- [Work task] For the listing below, print exactly the lines from the line with "const HAS_DESTINATION: u8 = 0x20;" to the line with "carrying an APDU.", both included, and nothing beyond them.

□ □ □ □ □ □ □

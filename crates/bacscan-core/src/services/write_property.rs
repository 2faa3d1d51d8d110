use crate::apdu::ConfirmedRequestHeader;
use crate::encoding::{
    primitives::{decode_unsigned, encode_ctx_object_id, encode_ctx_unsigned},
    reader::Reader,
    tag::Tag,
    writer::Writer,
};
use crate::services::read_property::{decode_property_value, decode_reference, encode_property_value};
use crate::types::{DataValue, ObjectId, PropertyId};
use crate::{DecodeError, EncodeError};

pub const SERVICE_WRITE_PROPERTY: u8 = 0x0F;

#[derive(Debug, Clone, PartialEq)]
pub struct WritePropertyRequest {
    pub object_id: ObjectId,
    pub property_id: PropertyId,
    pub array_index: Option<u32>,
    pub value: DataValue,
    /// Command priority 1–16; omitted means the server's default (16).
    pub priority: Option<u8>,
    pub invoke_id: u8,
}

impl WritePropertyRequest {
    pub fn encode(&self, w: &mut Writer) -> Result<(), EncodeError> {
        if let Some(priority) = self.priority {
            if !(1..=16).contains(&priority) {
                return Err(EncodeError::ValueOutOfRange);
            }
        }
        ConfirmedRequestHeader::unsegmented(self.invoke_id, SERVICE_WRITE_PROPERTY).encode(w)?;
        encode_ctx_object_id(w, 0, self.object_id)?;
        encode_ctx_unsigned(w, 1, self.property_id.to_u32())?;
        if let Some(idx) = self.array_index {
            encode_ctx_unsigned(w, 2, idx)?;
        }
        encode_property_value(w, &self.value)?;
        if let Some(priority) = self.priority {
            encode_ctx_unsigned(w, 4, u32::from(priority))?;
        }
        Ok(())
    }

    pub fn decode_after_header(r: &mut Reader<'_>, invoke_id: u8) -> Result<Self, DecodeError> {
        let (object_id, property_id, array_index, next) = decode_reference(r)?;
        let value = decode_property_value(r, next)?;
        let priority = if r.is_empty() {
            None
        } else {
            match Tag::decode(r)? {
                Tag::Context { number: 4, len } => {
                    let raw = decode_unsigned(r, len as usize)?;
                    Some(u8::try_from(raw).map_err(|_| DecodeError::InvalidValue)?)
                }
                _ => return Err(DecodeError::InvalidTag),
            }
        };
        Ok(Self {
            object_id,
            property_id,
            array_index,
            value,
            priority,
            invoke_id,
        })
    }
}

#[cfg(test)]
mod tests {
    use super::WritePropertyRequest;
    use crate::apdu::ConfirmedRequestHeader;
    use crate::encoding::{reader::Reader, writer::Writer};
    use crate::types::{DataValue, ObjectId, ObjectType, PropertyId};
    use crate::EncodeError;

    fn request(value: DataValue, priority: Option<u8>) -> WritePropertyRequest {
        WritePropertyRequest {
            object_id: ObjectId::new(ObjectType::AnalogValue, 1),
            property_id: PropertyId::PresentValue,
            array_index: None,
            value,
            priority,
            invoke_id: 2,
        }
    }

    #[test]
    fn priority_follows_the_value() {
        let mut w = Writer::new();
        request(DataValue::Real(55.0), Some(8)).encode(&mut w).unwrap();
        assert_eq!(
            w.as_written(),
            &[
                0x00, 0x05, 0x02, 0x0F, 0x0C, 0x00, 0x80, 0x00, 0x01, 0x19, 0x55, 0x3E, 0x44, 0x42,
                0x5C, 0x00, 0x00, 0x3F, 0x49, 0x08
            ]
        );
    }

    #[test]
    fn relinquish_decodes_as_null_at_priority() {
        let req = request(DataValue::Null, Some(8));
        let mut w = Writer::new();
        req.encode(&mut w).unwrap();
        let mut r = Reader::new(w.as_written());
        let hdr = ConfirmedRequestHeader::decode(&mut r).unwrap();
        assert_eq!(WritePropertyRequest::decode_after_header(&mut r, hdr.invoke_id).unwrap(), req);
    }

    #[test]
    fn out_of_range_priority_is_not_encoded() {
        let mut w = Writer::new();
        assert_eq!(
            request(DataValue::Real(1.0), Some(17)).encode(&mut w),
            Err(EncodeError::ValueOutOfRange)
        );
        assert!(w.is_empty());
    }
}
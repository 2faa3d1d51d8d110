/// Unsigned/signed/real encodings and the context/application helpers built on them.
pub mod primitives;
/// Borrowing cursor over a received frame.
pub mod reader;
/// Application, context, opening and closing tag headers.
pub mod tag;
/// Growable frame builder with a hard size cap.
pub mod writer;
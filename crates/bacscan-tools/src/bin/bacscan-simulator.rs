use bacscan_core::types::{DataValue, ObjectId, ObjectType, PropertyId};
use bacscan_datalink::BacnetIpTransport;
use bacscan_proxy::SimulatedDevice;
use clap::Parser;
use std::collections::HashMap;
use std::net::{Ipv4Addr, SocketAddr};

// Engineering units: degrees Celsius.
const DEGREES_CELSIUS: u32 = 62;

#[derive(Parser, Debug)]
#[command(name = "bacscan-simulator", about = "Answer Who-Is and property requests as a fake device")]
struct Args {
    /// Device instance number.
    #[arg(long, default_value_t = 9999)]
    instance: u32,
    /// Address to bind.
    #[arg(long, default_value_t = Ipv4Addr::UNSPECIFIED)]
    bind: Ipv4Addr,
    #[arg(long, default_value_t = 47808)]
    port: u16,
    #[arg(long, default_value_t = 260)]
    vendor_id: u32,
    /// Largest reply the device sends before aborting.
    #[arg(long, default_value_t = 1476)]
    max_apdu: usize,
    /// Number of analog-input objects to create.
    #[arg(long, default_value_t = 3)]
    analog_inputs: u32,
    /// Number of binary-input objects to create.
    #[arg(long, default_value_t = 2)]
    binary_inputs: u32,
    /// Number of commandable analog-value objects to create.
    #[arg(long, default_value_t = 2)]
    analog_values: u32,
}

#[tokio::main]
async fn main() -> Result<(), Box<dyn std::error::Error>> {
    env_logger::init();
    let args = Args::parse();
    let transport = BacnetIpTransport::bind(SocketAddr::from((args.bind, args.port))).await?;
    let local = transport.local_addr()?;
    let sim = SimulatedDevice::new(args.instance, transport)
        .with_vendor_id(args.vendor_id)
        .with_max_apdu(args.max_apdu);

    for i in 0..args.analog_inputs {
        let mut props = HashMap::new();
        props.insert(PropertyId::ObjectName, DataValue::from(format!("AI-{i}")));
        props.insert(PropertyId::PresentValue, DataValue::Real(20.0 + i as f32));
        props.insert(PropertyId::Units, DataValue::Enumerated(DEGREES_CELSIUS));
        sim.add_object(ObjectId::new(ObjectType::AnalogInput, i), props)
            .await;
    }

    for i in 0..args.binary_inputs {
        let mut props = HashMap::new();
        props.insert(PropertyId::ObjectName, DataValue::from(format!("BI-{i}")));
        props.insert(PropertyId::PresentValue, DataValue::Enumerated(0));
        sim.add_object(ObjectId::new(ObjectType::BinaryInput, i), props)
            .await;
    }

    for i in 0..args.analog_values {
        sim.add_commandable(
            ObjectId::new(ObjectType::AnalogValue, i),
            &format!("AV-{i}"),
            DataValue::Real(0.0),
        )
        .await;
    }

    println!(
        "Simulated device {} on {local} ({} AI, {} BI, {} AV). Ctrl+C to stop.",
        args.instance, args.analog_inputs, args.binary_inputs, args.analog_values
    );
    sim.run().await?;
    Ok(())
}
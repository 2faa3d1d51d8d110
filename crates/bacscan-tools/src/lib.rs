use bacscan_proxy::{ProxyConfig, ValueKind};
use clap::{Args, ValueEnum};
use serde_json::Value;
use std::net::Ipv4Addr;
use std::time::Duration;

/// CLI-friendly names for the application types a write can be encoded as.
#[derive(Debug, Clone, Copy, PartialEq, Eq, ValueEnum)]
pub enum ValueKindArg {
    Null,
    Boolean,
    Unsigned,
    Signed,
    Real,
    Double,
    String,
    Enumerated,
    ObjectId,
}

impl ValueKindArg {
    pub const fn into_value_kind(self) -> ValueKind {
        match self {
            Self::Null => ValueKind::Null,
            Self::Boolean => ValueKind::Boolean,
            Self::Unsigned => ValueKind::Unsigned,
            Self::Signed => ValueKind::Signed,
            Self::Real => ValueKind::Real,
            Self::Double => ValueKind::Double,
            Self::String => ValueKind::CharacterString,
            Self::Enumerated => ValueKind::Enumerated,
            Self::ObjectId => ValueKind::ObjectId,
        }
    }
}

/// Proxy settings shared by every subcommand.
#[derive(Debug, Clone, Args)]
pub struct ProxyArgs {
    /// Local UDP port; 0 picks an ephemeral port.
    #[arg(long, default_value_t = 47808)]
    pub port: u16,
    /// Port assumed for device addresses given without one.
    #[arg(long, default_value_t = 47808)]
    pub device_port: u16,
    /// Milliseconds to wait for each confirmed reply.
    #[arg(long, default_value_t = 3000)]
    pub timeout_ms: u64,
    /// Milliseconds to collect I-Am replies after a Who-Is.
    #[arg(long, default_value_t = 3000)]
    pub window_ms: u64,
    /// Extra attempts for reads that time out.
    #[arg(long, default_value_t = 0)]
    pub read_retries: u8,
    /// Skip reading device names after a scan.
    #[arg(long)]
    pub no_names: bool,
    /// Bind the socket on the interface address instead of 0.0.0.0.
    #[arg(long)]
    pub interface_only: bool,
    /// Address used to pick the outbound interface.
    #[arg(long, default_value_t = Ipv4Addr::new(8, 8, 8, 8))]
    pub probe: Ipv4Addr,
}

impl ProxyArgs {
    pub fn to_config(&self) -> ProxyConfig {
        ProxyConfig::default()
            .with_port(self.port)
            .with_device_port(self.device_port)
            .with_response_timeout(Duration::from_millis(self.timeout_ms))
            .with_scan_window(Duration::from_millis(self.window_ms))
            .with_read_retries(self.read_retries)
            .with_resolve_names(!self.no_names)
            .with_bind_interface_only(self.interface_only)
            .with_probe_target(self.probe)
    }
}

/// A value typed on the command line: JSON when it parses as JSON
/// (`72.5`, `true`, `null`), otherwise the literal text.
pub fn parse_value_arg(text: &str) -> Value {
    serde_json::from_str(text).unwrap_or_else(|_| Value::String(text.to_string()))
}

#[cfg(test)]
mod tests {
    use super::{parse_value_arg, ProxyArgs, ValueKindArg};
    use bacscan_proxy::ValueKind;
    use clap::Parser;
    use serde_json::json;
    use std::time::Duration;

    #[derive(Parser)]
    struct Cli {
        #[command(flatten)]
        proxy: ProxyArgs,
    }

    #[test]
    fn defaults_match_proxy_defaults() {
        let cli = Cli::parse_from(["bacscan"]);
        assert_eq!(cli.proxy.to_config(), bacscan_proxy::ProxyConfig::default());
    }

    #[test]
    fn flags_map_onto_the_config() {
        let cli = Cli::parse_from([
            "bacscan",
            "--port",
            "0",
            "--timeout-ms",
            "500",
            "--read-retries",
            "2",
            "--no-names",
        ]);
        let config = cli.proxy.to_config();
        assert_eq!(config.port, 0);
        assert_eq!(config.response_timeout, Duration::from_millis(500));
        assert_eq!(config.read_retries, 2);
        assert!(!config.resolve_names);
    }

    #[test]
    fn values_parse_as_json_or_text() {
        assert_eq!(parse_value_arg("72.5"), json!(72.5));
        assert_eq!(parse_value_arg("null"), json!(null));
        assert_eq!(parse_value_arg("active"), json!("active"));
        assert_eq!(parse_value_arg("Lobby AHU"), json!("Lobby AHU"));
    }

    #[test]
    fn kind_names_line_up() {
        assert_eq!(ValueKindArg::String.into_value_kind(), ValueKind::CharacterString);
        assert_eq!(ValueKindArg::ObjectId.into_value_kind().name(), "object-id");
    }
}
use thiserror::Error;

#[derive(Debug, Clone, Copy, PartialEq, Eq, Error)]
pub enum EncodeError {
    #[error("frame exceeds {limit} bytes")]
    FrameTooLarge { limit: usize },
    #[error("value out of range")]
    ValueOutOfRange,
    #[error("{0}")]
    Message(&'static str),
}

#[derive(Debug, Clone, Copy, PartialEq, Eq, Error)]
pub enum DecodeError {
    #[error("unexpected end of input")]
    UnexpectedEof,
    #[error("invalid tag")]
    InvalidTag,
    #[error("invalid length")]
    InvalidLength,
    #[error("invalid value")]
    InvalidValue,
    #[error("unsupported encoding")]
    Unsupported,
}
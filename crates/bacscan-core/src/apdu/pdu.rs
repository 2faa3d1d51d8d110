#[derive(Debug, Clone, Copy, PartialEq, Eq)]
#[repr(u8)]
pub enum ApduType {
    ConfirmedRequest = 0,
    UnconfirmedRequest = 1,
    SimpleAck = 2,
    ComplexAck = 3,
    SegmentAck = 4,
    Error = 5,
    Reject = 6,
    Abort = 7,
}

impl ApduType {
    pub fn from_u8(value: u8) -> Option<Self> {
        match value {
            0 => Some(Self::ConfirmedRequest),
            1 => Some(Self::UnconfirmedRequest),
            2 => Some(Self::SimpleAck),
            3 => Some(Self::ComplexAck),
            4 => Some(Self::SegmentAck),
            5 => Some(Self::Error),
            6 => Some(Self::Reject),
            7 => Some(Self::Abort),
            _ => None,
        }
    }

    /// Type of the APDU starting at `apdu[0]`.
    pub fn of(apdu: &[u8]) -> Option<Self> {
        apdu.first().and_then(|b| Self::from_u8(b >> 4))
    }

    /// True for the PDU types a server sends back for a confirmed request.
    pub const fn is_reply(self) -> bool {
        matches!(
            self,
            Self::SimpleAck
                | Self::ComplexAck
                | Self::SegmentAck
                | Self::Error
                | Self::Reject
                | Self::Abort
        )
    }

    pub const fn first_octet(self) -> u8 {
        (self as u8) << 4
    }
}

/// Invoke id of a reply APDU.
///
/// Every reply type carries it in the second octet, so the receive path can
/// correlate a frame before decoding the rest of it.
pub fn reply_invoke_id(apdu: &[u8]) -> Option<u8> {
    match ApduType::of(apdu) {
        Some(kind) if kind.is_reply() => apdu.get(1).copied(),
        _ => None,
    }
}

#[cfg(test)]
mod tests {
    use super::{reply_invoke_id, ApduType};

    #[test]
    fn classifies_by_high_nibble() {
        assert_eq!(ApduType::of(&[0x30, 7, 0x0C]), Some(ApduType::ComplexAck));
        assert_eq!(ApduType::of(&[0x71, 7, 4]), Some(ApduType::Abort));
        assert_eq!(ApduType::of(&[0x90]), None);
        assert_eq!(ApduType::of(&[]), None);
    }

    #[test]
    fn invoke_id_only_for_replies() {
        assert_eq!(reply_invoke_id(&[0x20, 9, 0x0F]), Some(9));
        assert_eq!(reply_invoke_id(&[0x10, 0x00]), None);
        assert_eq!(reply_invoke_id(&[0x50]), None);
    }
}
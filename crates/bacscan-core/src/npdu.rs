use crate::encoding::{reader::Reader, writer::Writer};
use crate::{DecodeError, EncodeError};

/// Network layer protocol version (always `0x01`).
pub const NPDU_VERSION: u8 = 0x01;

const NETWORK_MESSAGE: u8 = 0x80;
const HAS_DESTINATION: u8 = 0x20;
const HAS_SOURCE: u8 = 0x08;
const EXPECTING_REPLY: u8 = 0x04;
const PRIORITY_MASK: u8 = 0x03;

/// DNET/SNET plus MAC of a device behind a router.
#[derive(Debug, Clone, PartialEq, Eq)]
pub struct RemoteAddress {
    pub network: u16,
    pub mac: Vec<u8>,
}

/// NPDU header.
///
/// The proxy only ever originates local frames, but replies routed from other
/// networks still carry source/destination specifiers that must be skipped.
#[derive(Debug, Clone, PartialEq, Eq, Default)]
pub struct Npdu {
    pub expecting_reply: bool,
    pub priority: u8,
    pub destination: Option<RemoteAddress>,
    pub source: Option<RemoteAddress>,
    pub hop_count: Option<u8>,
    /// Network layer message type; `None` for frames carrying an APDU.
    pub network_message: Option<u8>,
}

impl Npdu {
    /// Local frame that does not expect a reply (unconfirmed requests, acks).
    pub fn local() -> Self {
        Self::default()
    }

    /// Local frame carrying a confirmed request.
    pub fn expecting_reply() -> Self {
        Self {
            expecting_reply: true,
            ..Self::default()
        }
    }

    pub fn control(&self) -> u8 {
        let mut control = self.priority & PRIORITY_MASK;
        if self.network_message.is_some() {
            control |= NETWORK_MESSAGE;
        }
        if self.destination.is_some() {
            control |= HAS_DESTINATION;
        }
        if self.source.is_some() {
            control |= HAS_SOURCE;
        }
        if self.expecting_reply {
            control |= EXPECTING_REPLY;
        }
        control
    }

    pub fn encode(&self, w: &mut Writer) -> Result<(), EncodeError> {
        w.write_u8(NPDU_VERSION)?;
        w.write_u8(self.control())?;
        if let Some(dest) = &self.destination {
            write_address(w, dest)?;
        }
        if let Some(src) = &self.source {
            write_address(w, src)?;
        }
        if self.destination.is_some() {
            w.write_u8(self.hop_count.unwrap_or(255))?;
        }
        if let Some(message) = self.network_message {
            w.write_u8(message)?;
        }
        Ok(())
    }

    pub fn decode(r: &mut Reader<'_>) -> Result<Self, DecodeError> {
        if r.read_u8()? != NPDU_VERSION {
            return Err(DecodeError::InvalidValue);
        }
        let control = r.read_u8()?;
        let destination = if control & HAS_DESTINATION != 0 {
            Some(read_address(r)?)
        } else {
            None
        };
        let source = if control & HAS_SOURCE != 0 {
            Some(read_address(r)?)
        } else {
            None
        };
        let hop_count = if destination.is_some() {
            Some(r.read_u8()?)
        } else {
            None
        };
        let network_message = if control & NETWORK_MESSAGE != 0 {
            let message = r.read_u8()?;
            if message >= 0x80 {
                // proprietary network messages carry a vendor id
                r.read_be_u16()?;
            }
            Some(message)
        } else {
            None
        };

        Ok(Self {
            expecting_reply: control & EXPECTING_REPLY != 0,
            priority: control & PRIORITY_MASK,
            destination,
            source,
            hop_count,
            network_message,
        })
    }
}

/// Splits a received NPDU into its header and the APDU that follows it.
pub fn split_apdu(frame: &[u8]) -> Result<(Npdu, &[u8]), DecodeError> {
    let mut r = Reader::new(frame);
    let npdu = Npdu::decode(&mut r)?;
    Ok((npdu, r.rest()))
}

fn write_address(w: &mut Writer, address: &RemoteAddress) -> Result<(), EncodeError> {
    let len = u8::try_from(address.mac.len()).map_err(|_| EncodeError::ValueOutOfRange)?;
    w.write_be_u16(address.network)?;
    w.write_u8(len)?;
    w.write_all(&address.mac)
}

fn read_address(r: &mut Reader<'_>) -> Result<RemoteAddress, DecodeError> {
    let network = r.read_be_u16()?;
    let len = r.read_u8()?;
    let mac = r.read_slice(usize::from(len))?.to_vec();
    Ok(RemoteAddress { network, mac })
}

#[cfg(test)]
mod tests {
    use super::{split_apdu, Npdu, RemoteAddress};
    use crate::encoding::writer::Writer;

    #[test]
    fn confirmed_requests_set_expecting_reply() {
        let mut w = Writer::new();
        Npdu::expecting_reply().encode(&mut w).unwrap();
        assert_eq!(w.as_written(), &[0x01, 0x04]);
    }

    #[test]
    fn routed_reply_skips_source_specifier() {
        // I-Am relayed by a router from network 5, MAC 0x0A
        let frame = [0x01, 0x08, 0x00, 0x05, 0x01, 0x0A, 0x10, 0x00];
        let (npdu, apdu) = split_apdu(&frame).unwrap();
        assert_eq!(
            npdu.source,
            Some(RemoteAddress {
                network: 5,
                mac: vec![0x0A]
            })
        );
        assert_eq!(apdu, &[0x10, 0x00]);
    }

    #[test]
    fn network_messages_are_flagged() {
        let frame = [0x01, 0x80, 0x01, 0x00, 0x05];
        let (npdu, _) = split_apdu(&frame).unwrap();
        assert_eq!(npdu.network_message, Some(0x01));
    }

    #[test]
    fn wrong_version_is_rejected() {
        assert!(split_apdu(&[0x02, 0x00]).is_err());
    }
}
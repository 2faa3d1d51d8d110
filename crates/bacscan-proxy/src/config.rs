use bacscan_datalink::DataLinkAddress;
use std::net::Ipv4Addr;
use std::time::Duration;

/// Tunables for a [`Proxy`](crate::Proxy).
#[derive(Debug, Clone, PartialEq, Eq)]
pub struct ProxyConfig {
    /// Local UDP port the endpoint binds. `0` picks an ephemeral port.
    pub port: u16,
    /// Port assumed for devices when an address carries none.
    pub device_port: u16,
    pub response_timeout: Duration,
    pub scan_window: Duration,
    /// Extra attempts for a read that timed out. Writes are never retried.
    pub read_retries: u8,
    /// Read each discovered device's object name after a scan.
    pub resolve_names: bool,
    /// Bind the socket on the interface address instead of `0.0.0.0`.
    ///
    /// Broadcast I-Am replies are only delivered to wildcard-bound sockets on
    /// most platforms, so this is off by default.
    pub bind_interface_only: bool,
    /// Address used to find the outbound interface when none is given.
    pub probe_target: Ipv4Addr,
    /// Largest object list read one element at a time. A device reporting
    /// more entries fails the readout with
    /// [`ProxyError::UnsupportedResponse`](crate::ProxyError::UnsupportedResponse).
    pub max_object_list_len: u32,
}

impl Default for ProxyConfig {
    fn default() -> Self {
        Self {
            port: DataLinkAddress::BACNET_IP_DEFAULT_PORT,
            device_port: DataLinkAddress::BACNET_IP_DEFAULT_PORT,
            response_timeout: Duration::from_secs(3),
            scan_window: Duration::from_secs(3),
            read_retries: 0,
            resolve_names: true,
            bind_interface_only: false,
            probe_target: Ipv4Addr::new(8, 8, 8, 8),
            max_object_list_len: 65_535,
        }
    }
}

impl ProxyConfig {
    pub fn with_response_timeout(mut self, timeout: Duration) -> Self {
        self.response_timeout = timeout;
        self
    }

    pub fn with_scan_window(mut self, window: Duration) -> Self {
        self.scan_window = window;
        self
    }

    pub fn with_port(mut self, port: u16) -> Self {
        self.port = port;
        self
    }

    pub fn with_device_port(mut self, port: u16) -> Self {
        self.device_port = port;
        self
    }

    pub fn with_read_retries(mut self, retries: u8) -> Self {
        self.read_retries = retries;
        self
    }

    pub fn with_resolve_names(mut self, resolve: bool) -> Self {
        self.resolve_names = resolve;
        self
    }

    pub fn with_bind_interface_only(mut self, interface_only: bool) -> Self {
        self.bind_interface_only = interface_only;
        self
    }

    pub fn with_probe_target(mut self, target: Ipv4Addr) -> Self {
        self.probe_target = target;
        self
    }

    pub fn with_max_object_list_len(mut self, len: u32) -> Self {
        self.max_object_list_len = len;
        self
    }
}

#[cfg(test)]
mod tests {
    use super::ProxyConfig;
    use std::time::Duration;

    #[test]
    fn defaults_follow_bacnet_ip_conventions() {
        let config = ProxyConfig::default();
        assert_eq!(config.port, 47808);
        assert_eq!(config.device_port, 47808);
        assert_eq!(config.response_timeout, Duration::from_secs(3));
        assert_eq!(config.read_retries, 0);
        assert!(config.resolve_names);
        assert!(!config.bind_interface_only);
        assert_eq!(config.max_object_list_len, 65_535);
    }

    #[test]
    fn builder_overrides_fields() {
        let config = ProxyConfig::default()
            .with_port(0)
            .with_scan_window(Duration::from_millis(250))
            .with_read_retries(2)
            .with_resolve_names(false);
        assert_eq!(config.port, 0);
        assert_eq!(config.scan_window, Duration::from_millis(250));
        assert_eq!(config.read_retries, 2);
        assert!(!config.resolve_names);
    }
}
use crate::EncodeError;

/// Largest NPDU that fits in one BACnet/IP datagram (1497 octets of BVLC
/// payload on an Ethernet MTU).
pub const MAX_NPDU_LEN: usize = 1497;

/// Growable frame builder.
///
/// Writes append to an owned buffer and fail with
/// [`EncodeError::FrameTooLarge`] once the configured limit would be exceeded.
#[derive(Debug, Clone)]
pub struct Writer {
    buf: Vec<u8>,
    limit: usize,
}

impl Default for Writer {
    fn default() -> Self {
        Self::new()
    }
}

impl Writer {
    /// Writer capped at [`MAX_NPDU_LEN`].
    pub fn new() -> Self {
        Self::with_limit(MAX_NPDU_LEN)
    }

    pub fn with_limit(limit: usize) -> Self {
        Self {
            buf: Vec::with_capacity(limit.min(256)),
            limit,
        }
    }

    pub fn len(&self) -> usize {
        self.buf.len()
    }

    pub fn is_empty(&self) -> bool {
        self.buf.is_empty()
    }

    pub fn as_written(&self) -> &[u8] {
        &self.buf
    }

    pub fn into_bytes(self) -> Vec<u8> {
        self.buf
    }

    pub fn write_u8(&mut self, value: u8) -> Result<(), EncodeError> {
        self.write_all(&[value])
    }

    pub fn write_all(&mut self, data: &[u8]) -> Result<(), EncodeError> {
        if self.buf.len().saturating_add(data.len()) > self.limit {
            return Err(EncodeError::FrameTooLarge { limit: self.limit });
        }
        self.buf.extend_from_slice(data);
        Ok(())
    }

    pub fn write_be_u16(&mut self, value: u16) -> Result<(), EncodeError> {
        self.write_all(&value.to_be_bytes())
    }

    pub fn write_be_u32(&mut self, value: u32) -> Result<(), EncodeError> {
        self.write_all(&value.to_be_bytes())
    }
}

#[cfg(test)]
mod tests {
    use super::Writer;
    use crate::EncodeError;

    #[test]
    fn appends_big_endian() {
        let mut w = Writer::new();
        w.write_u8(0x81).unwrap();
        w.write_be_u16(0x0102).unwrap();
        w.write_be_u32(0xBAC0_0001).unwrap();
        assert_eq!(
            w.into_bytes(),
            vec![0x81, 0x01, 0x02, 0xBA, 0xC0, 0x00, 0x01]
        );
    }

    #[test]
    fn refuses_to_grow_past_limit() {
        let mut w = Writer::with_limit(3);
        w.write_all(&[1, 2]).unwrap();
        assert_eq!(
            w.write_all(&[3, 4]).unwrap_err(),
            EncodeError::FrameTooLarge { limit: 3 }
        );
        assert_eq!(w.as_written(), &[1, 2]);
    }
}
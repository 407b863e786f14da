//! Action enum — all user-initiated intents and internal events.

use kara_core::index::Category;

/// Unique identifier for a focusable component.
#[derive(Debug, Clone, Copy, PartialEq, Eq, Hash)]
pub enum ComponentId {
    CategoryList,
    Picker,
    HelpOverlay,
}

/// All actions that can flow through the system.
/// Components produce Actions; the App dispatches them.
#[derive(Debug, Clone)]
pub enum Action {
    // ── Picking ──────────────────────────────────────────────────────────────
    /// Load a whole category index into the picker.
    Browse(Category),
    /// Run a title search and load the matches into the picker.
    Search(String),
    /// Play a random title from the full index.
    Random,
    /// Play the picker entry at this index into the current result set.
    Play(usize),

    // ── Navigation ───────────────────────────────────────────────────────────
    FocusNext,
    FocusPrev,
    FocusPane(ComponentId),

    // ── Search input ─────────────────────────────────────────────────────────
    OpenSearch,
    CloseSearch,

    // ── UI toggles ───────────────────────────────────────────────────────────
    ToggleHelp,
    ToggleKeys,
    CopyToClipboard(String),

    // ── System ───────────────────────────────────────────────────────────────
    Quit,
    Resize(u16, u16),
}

□ □ □ □ □ □ □

- [Answer area]
const HAS_DESTINATION: u8 = 0x20;
const HAS_SOURCE: u8 = 0x08;
const EXPECTING_REPLY: u8 = 0x04;
const PRIORITY_MASK: u8 = 0x03;

/// DNET/SNET plus MAC of a device behind a router.
#[derive(Debug, Clone, PartialEq, Eq)]
pub struct RemoteAddress {
    pub network: u16,
    pub mac: Vec<u8>,
}

/// NPDU header.
///
/// The proxy only ever originates local frames, but replies routed from other
/// networks still carry source/destination specifiers that must be skipped.
#[derive(Debug, Clone, PartialEq, Eq, Default)]
pub struct Npdu {
    pub expecting_reply: bool,
    pub priority: u8,
    pub destination: Option<RemoteAddress>,
    pub source: Option<RemoteAddress>,
    pub hop_count: Option<u8>,
    /// Network layer message type; `None` for frames carrying an APDU.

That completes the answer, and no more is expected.